» **How to complete this task**:
For each line below with the word "save", write out a copy.

───── Provided entries

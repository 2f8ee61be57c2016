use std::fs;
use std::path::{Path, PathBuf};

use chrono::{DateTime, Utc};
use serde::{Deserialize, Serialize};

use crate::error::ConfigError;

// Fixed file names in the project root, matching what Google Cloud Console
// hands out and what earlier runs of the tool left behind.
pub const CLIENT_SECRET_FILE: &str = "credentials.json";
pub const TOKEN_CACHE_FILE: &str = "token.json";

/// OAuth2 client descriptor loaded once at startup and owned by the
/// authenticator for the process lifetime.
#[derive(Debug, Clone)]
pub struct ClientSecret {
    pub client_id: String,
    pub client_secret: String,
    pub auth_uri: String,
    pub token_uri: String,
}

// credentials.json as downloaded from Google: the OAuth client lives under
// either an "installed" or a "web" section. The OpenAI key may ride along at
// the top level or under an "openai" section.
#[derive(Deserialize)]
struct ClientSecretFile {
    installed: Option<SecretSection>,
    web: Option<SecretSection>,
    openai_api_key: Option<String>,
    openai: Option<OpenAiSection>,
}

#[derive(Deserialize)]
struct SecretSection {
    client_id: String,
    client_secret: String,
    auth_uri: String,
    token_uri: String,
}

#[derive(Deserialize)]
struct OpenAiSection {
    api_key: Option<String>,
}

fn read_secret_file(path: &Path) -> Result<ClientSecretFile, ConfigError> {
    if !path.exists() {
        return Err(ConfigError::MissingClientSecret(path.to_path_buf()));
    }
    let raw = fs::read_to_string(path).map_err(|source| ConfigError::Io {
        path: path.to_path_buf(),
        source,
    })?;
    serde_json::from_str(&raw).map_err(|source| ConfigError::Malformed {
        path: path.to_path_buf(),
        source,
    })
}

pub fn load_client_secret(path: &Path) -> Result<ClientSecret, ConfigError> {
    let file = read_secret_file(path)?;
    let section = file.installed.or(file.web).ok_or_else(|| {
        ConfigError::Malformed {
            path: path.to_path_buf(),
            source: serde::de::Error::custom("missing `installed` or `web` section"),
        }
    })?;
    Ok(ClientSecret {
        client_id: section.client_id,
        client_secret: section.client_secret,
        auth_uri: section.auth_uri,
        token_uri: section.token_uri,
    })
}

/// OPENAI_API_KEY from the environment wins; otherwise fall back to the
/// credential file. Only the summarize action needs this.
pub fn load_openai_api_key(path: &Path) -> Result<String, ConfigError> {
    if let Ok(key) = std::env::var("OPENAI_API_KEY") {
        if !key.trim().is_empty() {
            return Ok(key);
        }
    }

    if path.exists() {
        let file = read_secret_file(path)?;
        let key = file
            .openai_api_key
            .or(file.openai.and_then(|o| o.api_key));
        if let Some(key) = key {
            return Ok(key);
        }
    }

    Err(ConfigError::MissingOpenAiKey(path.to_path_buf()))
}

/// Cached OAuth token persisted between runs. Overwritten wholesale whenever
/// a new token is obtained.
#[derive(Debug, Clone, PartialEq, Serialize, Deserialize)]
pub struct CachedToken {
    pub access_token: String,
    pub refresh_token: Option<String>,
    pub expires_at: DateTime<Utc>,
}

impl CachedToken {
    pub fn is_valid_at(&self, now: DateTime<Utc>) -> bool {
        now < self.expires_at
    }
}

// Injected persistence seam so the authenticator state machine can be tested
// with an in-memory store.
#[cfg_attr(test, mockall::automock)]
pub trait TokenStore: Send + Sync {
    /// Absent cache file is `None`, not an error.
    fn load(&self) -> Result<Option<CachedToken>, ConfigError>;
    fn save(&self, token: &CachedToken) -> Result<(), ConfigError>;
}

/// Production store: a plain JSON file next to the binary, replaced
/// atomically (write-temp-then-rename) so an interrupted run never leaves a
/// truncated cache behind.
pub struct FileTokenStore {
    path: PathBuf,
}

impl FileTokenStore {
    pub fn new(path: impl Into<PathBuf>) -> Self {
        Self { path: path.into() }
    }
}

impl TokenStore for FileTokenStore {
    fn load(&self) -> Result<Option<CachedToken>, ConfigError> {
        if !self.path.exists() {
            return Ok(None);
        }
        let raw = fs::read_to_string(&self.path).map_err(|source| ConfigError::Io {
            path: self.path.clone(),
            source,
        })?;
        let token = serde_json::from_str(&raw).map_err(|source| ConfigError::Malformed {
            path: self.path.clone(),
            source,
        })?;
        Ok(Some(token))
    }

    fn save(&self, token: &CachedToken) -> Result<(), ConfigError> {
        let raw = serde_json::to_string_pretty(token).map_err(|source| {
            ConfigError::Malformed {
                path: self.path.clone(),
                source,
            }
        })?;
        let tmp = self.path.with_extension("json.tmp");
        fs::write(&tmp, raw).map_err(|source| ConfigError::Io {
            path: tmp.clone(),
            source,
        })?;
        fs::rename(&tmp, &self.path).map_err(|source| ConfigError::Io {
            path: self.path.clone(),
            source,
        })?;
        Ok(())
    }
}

──────────
───── Provided entries

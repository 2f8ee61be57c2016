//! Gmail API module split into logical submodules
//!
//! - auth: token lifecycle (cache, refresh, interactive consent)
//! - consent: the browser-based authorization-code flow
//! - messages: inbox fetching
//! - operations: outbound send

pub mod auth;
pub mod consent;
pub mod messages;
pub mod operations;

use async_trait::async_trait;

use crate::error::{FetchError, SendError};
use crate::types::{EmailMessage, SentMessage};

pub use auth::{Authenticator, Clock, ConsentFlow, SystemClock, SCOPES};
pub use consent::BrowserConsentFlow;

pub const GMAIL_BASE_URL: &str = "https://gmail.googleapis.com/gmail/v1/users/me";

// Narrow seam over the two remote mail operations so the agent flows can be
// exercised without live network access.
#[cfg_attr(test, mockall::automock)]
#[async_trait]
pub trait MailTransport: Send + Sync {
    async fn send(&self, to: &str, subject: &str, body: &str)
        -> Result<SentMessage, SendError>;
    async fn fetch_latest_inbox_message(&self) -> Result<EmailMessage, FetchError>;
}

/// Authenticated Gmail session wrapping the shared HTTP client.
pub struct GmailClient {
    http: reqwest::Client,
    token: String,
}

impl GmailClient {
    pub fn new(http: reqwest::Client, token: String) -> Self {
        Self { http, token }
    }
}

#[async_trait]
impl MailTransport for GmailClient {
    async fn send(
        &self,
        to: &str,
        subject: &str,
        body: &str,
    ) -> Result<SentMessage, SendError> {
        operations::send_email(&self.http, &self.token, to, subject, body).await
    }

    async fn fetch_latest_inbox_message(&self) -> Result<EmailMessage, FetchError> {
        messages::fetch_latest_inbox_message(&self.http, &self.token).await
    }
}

──────────

» **Answer to the exercise**:
    fn save(&self, token: &CachedToken) -> Result<(), ConfigError>;
    fn save(&self, token: &CachedToken) -> Result<(), ConfigError> {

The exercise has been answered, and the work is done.